The fluids and solids control equipment utilized will be heavily dependent on whether or not the well is going to be drilled underbalanced and whether single or two-phase fluid systems are going to be used. Something that often surprises people unfamiliar with CTD operations is how fine the cuttings are. This can cause challenges with solids control, especially when drilling is underbalanced, and must be taken into consideration when planning a CTD campaign.
Completion equipment
Ideally the formations drilled with coiled tubing can be left with a barefoot completion. Completion options are relatively limited when using a coiled tubing unit alone, unless using a hybrid unit. On land, it is usually simpler and more cost-effective to bring in a workover unit to run pipe. The challenge with underbalanced operations is to ensure that any completion run is installed whilst maintaining the underbalanced condition at all times
Example planning process for an onshore mature field
The following is an example planning process based on an onshore mature field where the original reservoir has been depleted:
The operator may choose to sidetrack to access areas of virgin pressure away from the existing wellbores or can access other productive formations which are behind pipe. Whatever the target, certain aspects need to be understood which will be familiar to drilling teams everywhere.

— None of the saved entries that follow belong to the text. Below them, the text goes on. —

//! Event bus - live server-push connection with topic fan-out
//!
//! ```text
//! EventTransport ──chunks──▶ ChunkReassembler ──lines──▶ decode_as::<NamedEvent>
//!                                                              │
//!                               SubscriberRegistry::dispatch ◀─┘──▶ tap (broadcast)
//! ```

mod connection;
mod registry;
mod transport;
mod types;

pub use connection::{BusOptions, EventBus};
pub use registry::{Handler, SubscriberRegistry, Subscription, SubscriptionId};
pub use transport::{ChunkStream, EventTransport, HttpEventTransport, TransportError};
pub use types::{ConnectionState, ConnectionStatus, DisconnectReason, NamedEvent};

#[cfg(test)]
pub use transport::mock;
//! Bounded exponential backoff

use std::time::Duration;

/// Start delay and cap of an exponential backoff
#[derive(Debug, Clone, Copy, PartialEq, Eq)]
pub struct BackoffPolicy {
    pub initial_delay: Duration,
    pub max_delay: Duration,
}

impl BackoffPolicy {
    pub fn new(initial_delay: Duration, max_delay: Duration) -> Self {
        Self {
            initial_delay,
            max_delay,
        }
    }

    /// Fresh state positioned at the initial delay
    pub fn start(&self) -> BackoffState {
        BackoffState {
            attempt_count: 0,
            current_delay: self.initial_delay,
        }
    }
}

impl Default for BackoffPolicy {
    fn default() -> Self {
        Self::new(Duration::from_secs(1), Duration::from_secs(30))
    }
}

/// Backoff progress for one call key or one connection
#[derive(Debug, Clone, Copy, PartialEq, Eq)]
pub struct BackoffState {
    pub attempt_count: u32,
    pub current_delay: Duration,
}

impl BackoffState {
    /// Take the delay to wait now and move to the next one
    ///
    /// The returned delay never exceeds the cap, and the stored delay doubles
    /// up to the cap, so successive delays are non-decreasing.
    pub fn advance(&mut self, policy: &BackoffPolicy) -> Duration {
        let delay = self.current_delay.min(policy.max_delay);
        self.current_delay = delay.saturating_mul(2).min(policy.max_delay);
        self.attempt_count = self.attempt_count.saturating_add(1);
        delay
    }

    /// Back to the initial delay
    pub fn reset(&mut self, policy: &BackoffPolicy) {
        *self = policy.start();
    }
}

#[cfg(test)]
mod tests {
    use super::*;

    #[test]
    fn test_starts_with_initial_delay() {
        let policy = BackoffPolicy::new(Duration::from_millis(250), Duration::from_secs(8));
        let mut state = policy.start();
        assert_eq!(state.advance(&policy), Duration::from_millis(250));
        assert_eq!(state.attempt_count, 1);
        assert_eq!(state.current_delay, Duration::from_millis(500));
    }

    #[test]
    fn test_doubles_then_caps() {
        let policy = BackoffPolicy::new(Duration::from_secs(1), Duration::from_secs(5));
        let mut state = policy.start();
        let delays: Vec<_> = (0..6).map(|_| state.advance(&policy).as_secs()).collect();
        assert_eq!(delays, vec![1, 2, 4, 5, 5, 5]);
    }

    #[test]
    fn test_initial_above_cap_is_capped() {
        let policy = BackoffPolicy::new(Duration::from_secs(10), Duration::from_secs(3));
        let mut state = policy.start();
        assert_eq!(state.advance(&policy), Duration::from_secs(3));
        assert_eq!(state.advance(&policy), Duration::from_secs(3));
    }

    #[test]
    fn test_reset() {
        let policy = BackoffPolicy::default();
        let mut state = policy.start();
        state.advance(&policy);
        state.advance(&policy);
        state.reset(&policy);
        assert_eq!(state, policy.start());
    }
}
//! CLI command definitions and subcommands

use clap::{Parser, Subcommand};
use std::path::PathBuf;
use tracing::debug;

/// ew - inspect a console's live event channel and streamed chat
#[derive(Parser)]
#[command(
    name = "ew",
    about = "Live event channel, streamed chat and rate-limit guard client",
    version = env!("CARGO_PKG_VERSION"),
    after_help = after_help(),
)]
pub struct Cli {
    /// Path to config file
    #[arg(short, long, global = true, help = "Path to config file")]
    pub config: Option<PathBuf>,

    /// Log level (TRACE, DEBUG, INFO, WARN, ERROR)
    #[arg(
        short = 'l',
        long = "log-level",
        global = true,
        help = "Log level (TRACE, DEBUG, INFO, WARN, ERROR)"
    )]
    pub log_level: Option<String>,

    /// Subcommand to execute
    #[command(subcommand)]
    pub command: Command,
}

/// CLI subcommands
#[derive(Debug, Subcommand)]
pub enum Command {
    /// Connect to the event stream and print events until Ctrl-C
    Listen {
        /// Topics to subscribe to (all events when omitted)
        #[arg(value_name = "TOPIC")]
        topics: Vec<String>,
    },

    /// Send a chat message and print the streamed response
    Chat {
        /// Message text
        message: String,

        /// Continue an existing conversation
        #[arg(long)]
        conversation: Option<String>,

        /// Print every frame instead of only tokens
        #[arg(short, long)]
        frames: bool,
    },

    /// Guarded JSON GET against the API
    Get {
        /// Path relative to the base URL
        path: String,

        /// Guard key (defaults to the path)
        #[arg(short, long)]
        key: Option<String>,

        /// Retries on throttling (defaults to guard.max-retries)
        #[arg(short, long)]
        retries: Option<u32>,
    },

    /// Print the effective configuration as YAML
    Config,
}

/// Get the log file path
pub fn get_log_path() -> PathBuf {
    debug!("get_log_path: called");
    dirs::data_local_dir()
        .unwrap_or_else(|| PathBuf::from("."))
        .join("eventwire")
        .join("logs")
        .join("eventwire.log")
}

fn after_help() -> String {
    format!("Logs are written to: {}", get_log_path().display())
}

The formations between the casing exit and the reservoir need to be well understood. If there are particular zones that are troublesome, then now is the time to assess whether the kickoff point can be lowered to avoid the zone or if operational controls will need to be in place in the drilling program. The expected drilling fluids system should also be assessed at this stage as it defines the equipment requirements and has a significant impact on the well budget. This is also the time to evaluate the completion requirements with a particular focus on zonal isolation. For example, are there zones above that need to be isolated from the reservoir and, if so, can they be isolated with a swellable packer or is cementing required? Each consideration has a knock-on impact into the suitability of using CTD in either a managed pressure or underbalanced set up.
Screening donor wells
Assuming the subsurface objectives are broadly understood, the next step is to assess the existing well stock to see the wells that are suitable for sidetracking. These wells need to be screened for well integrity, current oil and gas production, location, casing/tubing size, and ability to reach directional targets. Once the initial list of wells has been created, then the available logs for each of the potential donor wells should be reviewed. The most critical logs are cement evaluation logs. Some older wells can be located on very small pads so the pad size for each well should also be considered and permission to extend sought if required. A minimum pad size of 200ft x 300ft is desirable but there is some flexibility depending on the equipment to be used. In some cases, it may simply be that the pad has not been maintained to its boundaries but the rights are in place and, therefore, it just needs to be prepared for the operation.
The casing and cement integrity are both critical for successful operations. If a cement evaluation log is not available, then it should be planned to be carried out well before the CTD spread is to be mobilised, so that remedial cement jobs can be carried out if required. Ideally, casing pressure tests should also be carried out at this time to verify the integrity of the casing where the exit will be.
Once the donor wells have been selected, the trajectories can be finalised and the wells permitted.